Bounding many-body properties under partial information and finite measurement statistics
Luke Mortimer, Leonardo Zambrano, Antonio Acín, Donato Farina
TL;DR
This work tackles the challenge of obtaining rigorous, quantitative bounds on many-body quantum properties using partial information and finite-shot data. It combines measurement data with semidefinite-programming (SDP) relaxations based on moment matrices to derive probabilistic lower and upper bounds for linear and nonlinear quantities, such as purity, under physically motivated constraints (e.g., ground states, steady states, symmetries). The approach is scalable: by recasting the problem in terms of moments, enforcing PSD moment matrices, and incorporating linear system guarantees, the method achieves polynomial-time certification while delivering bounds with a prescribed confidence level. Numerically, the authors demonstrate tight bounds on open-system steady-state currents, ground-state energies, entanglement measures, and even a 50-qubit model, illustrating substantial accuracy gains when combining measurements with SDP relaxations and highlighting potential for real-world quantum-platform certification and validation.
Abstract
Calculating bounds of properties of many-body quantum systems is of paramount importance, since they guide our understanding of emergent quantum phenomena and complement the insights obtained from estimation methods. Recent semidefinite programming approaches enable probabilistic bounds from finite-shot measurements of easily accessible, yet informationally incomplete, observables. Here we render these methods scalable in the number of qubits by instead utilizing moment-matrix relaxations.

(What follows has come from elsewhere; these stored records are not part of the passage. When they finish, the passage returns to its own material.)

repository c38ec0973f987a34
#[derive(Debug, Clone, PartialEq)]
pub struct Embedding {
    pub values: Vec<f32>,
}

impl Embedding {
    pub fn new(values: Vec<f32>) -> Self {
        Self { values }
    }

    pub fn dimensions(&self) -> usize {
        self.values.len()
    }

    pub fn cosine_similarity(&self, other: &Self) -> f32 {
        if self.values.len() != other.values.len() {
            return 0.0;
        }

        let dot_product: f32 = self
            .values
            .iter()
            .zip(other.values.iter())
            .map(|(a, b)| a * b)
            .sum();

        let magnitude_a: f32 = self.values.iter().map(|x| x * x).sum::<f32>().sqrt();
        let magnitude_b: f32 = other.values.iter().map(|x| x * x).sum::<f32>().sqrt();

        if magnitude_a == 0.0 || magnitude_b == 0.0 {
            return 0.0;
        }

        dot_product / (magnitude_a * magnitude_b)
    }

    /// Cosine distance in `[0, 2]`. Mismatched or zero vectors yield `1.0`.
    pub fn cosine_distance(&self, other: &Self) -> f32 {
        1.0 - self.cosine_similarity(other)
    }
}
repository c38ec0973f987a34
mod embedder;
mod file_loader;
mod knowledge_store;
mod knowledge_store_error;
mod llm_client;
mod ocr_client;
mod search_result;
mod service_error;
mod text_splitter;

pub use embedder::Embedder;
pub use file_loader::{FileLoader, FileLoaderError};
pub use knowledge_store::{KnowledgeBaseWriter, KnowledgeStore};
pub use knowledge_store_error::KnowledgeStoreError;
pub use llm_client::LlmClient;
pub use ocr_client::OcrClient;
pub use search_result::SearchResult;
pub use service_error::ServiceError;
pub use text_splitter::TextSplitter;
use async_trait::async_trait;

use super::ServiceError;
use crate::domain::Embedding;

#[async_trait]
pub trait Embedder: Send + Sync {
    async fn embed(&self, text: &str) -> Result<Embedding, ServiceError>;
    async fn embed_batch(&self, texts: &[&str]) -> Result<Vec<Embedding>, ServiceError>;
}
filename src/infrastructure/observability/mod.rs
mod init_tracing;
mod prompt_sanitizer;
mod request_id;
mod tracing_config;

pub use init_tracing::init_tracing;
pub use prompt_sanitizer::sanitize_prompt;
pub use request_id::{REQUEST_ID_HEADER, request_id_middleware};
pub use tracing_config::TracingConfig;
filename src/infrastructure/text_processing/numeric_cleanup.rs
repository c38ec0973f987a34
use regex::Regex;
use std::sync::LazyLock;

static SPLIT_DIGITS: LazyLock<Regex> =
    LazyLock::new(|| Regex::new(r"(\d)[|l]+(\d)").expect("valid split-digit pattern"));

static SPACED_DATE: LazyLock<Regex> = LazyLock::new(|| {
    Regex::new(r"(\d{2})\s+(\d{2})\s+(\d{4})").expect("valid spaced-date pattern")
});

/// Repairs digit runs that OCR broke apart, mostly in dates.
///
/// `1|2` and `1l2` become `12`; `02 05 1999` becomes `02-05-1999`.
pub fn clean_numeric_fields(text: &str) -> String {
    let joined = join_split_digits(text);
    SPACED_DATE.replace_all(&joined, "$1-$2-$3").into_owned()
}

// Matches cannot overlap, so "1|2|3" needs a second pass to become "123".
fn join_split_digits(text: &str) -> String {
    let mut current = text.to_string();
    loop {
        let next = SPLIT_DIGITS.replace_all(&current, "$1$2").into_owned();
        if next == current {
            return next;
        }
        current = next;
    }
}
use docsense::infrastructure::observability::{TracingConfig, init_tracing};

use crate::helpers::temp_path;

// The global subscriber can be installed once per process, so this is the only test that does it.
#[test]
fn given_log_file_when_initializing_tracing_then_creates_file_alongside_console() {
    let dir = tempfile::tempdir().unwrap();
    let log_file = temp_path(&dir, "logs/chatbot.log");
    std::fs::create_dir_all(log_file.parent().unwrap()).unwrap();
    let config = TracingConfig {
        level: "info".to_string(),
        log_file: Some(log_file.clone()),
        ..TracingConfig::default()
    };

    init_tracing(&config, "unit-tests");
    tracing::warn!("written to the log file");

    assert!(log_file.exists());
}
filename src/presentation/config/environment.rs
use std::fmt;

pub const ENVIRONMENT_VAR: &str = "APP_ENVIRONMENT";

/// Application runtime environment.
#[derive(Debug, Clone, Copy, PartialEq, Eq, Default)]
pub enum Environment {
    #[default]
    Local,
    Test,
    Prod,
}

impl Environment {
    pub fn as_str(&self) -> &'static str {
        match self {
            Environment::Local => "local",
            Environment::Test => "test",
            Environment::Prod => "prod",
        }
    }

    /// Reads `APP_ENVIRONMENT`, defaulting to `local` when unset.
    pub fn from_env() -> Result<Self, String> {
        match std::env::var(ENVIRONMENT_VAR) {
            Ok(value) => value.try_into(),
            Err(_) => Ok(Self::default()),
        }
    }
}

impl TryFrom<String> for Environment {
    type Error = String;

    fn try_from(s: String) -> Result<Self, Self::Error> {
        match s.trim().to_lowercase().as_str() {
            "local" => Ok(Self::Local),
            "test" => Ok(Self::Test),
            "prod" | "production" => Ok(Self::Prod),
            other => Err(format!(
                "Invalid environment: {}. Expected: local, test, or prod",
                other
            )),
        }
    }
}

impl fmt::Display for Environment {
    fn fmt(&self, f: &mut fmt::Formatter<'_>) -> fmt::Result {
        write!(f, "{}", self.as_str())
    }
}
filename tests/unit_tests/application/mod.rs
mod document_service_test;
mod service_error_test;
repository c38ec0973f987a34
mod settings_test;
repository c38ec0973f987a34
use docsense::application::ports::ServiceError;

#[test]
fn given_auth_statuses_when_mapping_then_returns_authentication() {
    assert!(matches!(
        ServiceError::from_status(401, "bad key"),
        ServiceError::Authentication(ref d) if d == "HTTP 401: bad key"
    ));
    assert!(matches!(
        ServiceError::from_status(403, ""),
        ServiceError::Authentication(_)
    ));
}

#[test]
fn given_rate_limit_when_mapping_then_counts_as_unavailable() {
    let error = ServiceError::from_status(429, "slow down");
    assert_eq!(error, ServiceError::RateLimited);
    assert!(error.is_unavailable());
}

#[test]
fn given_client_errors_when_mapping_then_returns_malformed_input() {
    for status in [400, 413, 415, 422] {
        assert!(matches!(
            ServiceError::from_status(status, ""),
            ServiceError::MalformedInput(_)
        ));
    }
}

#[test]
fn given_server_error_when_mapping_then_returns_unavailable() {
    let error = ServiceError::from_status(500, "boom");
    assert!(matches!(error, ServiceError::Unavailable(_)));
    assert!(error.is_unavailable());
}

After introducing the general formalism, we show how the approach can be adapted with specific knowledge of the system, such as it being the ground state of a given Hamiltonian, possessing specific symmetries or being the steady state of a given Lindbladian. Our approach defines a scalable real-world certification scheme leveraging semidefinite programming relaxations and experimental estimations which, unavoidably, contain shot noise.